- Task material -
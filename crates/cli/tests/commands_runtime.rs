use std::env;
use std::sync::{Mutex, OnceLock};

use loanscout_cli::commands::{config, doctor, search};
use mockito::Matcher;
use serde_json::Value;

const KONUT_COMPLETION: &str = r#"{"response": "{\"success\":true,\"type\":\"konut\",\"amount\":5000000,\"termMonths\":48,\"inventory\":\"konut - 2000000\",\"cash\":100000}", "done": true}"#;

#[test]
fn search_returns_ranked_offers_as_json() {
    let mut server = mockito::Server::new();
    let _llm = server
        .mock("POST", "/api/generate")
        .with_status(200)
        .with_header("content-type", "application/json")
        .with_body(KONUT_COMPLETION)
        .create();
    let provider = server
        .mock("GET", "/housing")
        .match_header("device", "1")
        .match_query(Matcher::AllOf(vec![
            Matcher::UrlEncoded("Amount".into(), "5000000".into()),
            Matcher::UrlEncoded("Maturity".into(), "48".into()),
        ]))
        .with_status(200)
        .with_body(
            r#"{"products": [
                {"id": 1, "bank": {"name": "A Bank"}, "interestRate": 2.5, "amount": 5000000},
                {"id": 2, "bank": {"name": "B Bank"}, "interestRate": 1.9, "amount": 5000000}
            ]}"#,
        )
        .create();

    let base_url = server.url();
    let housing_url = format!("{base_url}/housing");
    with_env(
        &[
            ("LOANSCOUT_LLM_PROVIDER", "ollama"),
            ("LOANSCOUT_LLM_BASE_URL", base_url.as_str()),
            ("LOANSCOUT_ENDPOINTS_HOUSING_URL", housing_url.as_str()),
        ],
        || {
            let result = search::run("5 milyon 48 ay konut kredisi", true);
            assert_eq!(result.exit_code, 0, "expected successful search");

            let payload = parse_payload(&result.output);
            assert_eq!(payload["status"], "ok");
            assert_eq!(payload["totalFound"], 2);
            assert_eq!(payload["offers"][0]["bankName"], "B Bank");
            assert_eq!(payload["offers"][1]["bankName"], "A Bank");
            assert_eq!(payload["parsedParams"]["type"], "housing");
            assert_eq!(payload["originalQuery"], "5 milyon 48 ay konut kredisi");
        },
    );
    provider.assert();
}

#[test]
fn search_reports_declined_parse_with_failure_code() {
    let mut server = mockito::Server::new();
    let _llm = server
        .mock("POST", "/api/generate")
        .with_status(200)
        .with_body(r#"{"response": "{\"success\":false,\"error\":\"ambiguous amount\"}"}"#)
        .create();
    let provider = server.mock("GET", Matcher::Any).expect(0).create();

    let base_url = server.url();
    let housing_url = format!("{base_url}/housing");
    with_env(
        &[
            ("LOANSCOUT_LLM_PROVIDER", "ollama"),
            ("LOANSCOUT_LLM_BASE_URL", base_url.as_str()),
            ("LOANSCOUT_ENDPOINTS_HOUSING_URL", housing_url.as_str()),
        ],
        || {
            let result = search::run("a loan please", false);
            assert_eq!(result.exit_code, 3, "expected failed search code");
            assert!(result.output.starts_with("Search failed: ambiguous amount"));
        },
    );
    provider.assert();
}

#[test]
fn search_returns_config_failure_without_credentials() {
    with_env(&[], || {
        let result = search::run("konut kredisi", true);
        assert_eq!(result.exit_code, 2, "expected config validation failure code");

        let payload = parse_payload(&result.output);
        assert_eq!(payload["command"], "search");
        assert_eq!(payload["status"], "error");
        assert_eq!(payload["error_class"], "config_validation");
    });
}

#[test]
fn config_redacts_api_key_and_attributes_sources() {
    with_env(
        &[
            ("GEMINI_API_KEY", "AIzaSyD-super-secret-value"),
            ("GATEWAY_API_CONSUMERLOAN_LIST", "https://gateway.test/consumer"),
        ],
        || {
            let output = config::run();

            assert!(!output.contains("super-secret-value"));
            assert!(output.contains("- llm.api_key = AIza*** (source: env (GEMINI_API_KEY))"));
            assert!(output.contains(
                "- endpoints.consumer_url = https://gateway.test/consumer \
                 (source: env (GATEWAY_API_CONSUMERLOAN_LIST))"
            ));
            assert!(output.contains("- endpoints.vehicle_url = <unset> (source: default)"));
        },
    );
}

#[test]
fn doctor_flags_unconfigured_endpoints() {
    with_env(
        &[
            ("LOANSCOUT_LLM_API_KEY", "test-key"),
            ("LOANSCOUT_ENDPOINTS_HOUSING_URL", "https://gateway.test/housing"),
        ],
        || {
            let payload = parse_payload(&doctor::run(true));
            assert_eq!(payload["overall_status"], "fail");

            let checks = payload["checks"].as_array().expect("checks array");
            let status_of = |name: &str| {
                checks
                    .iter()
                    .find(|check| check["name"] == name)
                    .map(|check| check["status"].clone())
                    .unwrap_or(Value::Null)
            };
            assert_eq!(status_of("config_validation"), "pass");
            assert_eq!(status_of("llm_credentials"), "pass");
            assert_eq!(status_of("provider_client"), "pass");
            assert_eq!(status_of("endpoint_housing"), "pass");
            assert_eq!(status_of("endpoint_consumer"), "fail");
            assert_eq!(status_of("endpoint_vehicle"), "fail");
        },
    );
}

#[test]
fn doctor_skips_dependent_checks_when_config_invalid() {
    with_env(&[], || {
        let output = doctor::run(false);

        assert!(output.starts_with("doctor: one or more readiness checks failed"));
        assert!(output.contains("- [fail] config_validation"));
        assert!(output.contains("- [skip] endpoint_vehicle"));
    });
}

fn parse_payload(output: &str) -> Value {
    serde_json::from_str(output).expect("command output should be valid JSON")
}

fn with_env(vars: &[(&str, &str)], test_fn: impl FnOnce()) {
    static ENV_LOCK: OnceLock<Mutex<()>> = OnceLock::new();
    let _guard =
        ENV_LOCK.get_or_init(|| Mutex::new(())).lock().expect("env mutex should not be poisoned");

    let keys = [
        "LOANSCOUT_LLM_PROVIDER",
        "LOANSCOUT_LLM_API_KEY",
        "LOANSCOUT_LLM_BASE_URL",
        "LOANSCOUT_LLM_MODEL",
        "LOANSCOUT_LLM_TEMPERATURE",
        "LOANSCOUT_LLM_MAX_TOKENS",
        "LOANSCOUT_LLM_TIMEOUT_SECS",
        "GEMINI_API_KEY",
        "LOANSCOUT_ENDPOINTS_CONSUMER_URL",
        "LOANSCOUT_ENDPOINTS_HOUSING_URL",
        "LOANSCOUT_ENDPOINTS_VEHICLE_URL",
        "GATEWAY_API_CONSUMERLOAN_LIST",
        "GATEWAY_API_HOUSINGLOAN_LIST",
        "GATEWAY_API_VEHICLELOAN_LIST",
        "LOANSCOUT_HTTP_DEVICE_HEADER",
        "LOANSCOUT_HTTP_DEVICE_ID",
        "LOANSCOUT_HTTP_ACCEPT_INVALID_CERTS",
        "LOANSCOUT_HTTP_TIMEOUT_SECS",
        "LOANSCOUT_LOGGING_LEVEL",
        "LOANSCOUT_LOGGING_FORMAT",
        "LOANSCOUT_LOG_LEVEL",
        "LOANSCOUT_LOG_FORMAT",
    ];

    let previous_values: Vec<(&str, Option<String>)> =
        keys.iter().map(|key| (*key, env::var(key).ok())).collect();

    for key in keys {
        env::remove_var(key);
    }
    for (key, value) in vars {
        env::set_var(key, value);
    }

    test_fn();

    for (key, value) in previous_values {
        match value {
            Some(value) => env::set_var(key, value),
            None => env::remove_var(key),
        }
    }
}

- Instructions for the task -
For the string "kredisi", report how many lines of the records contain it, giving the number only.

- Result for this exercise -
3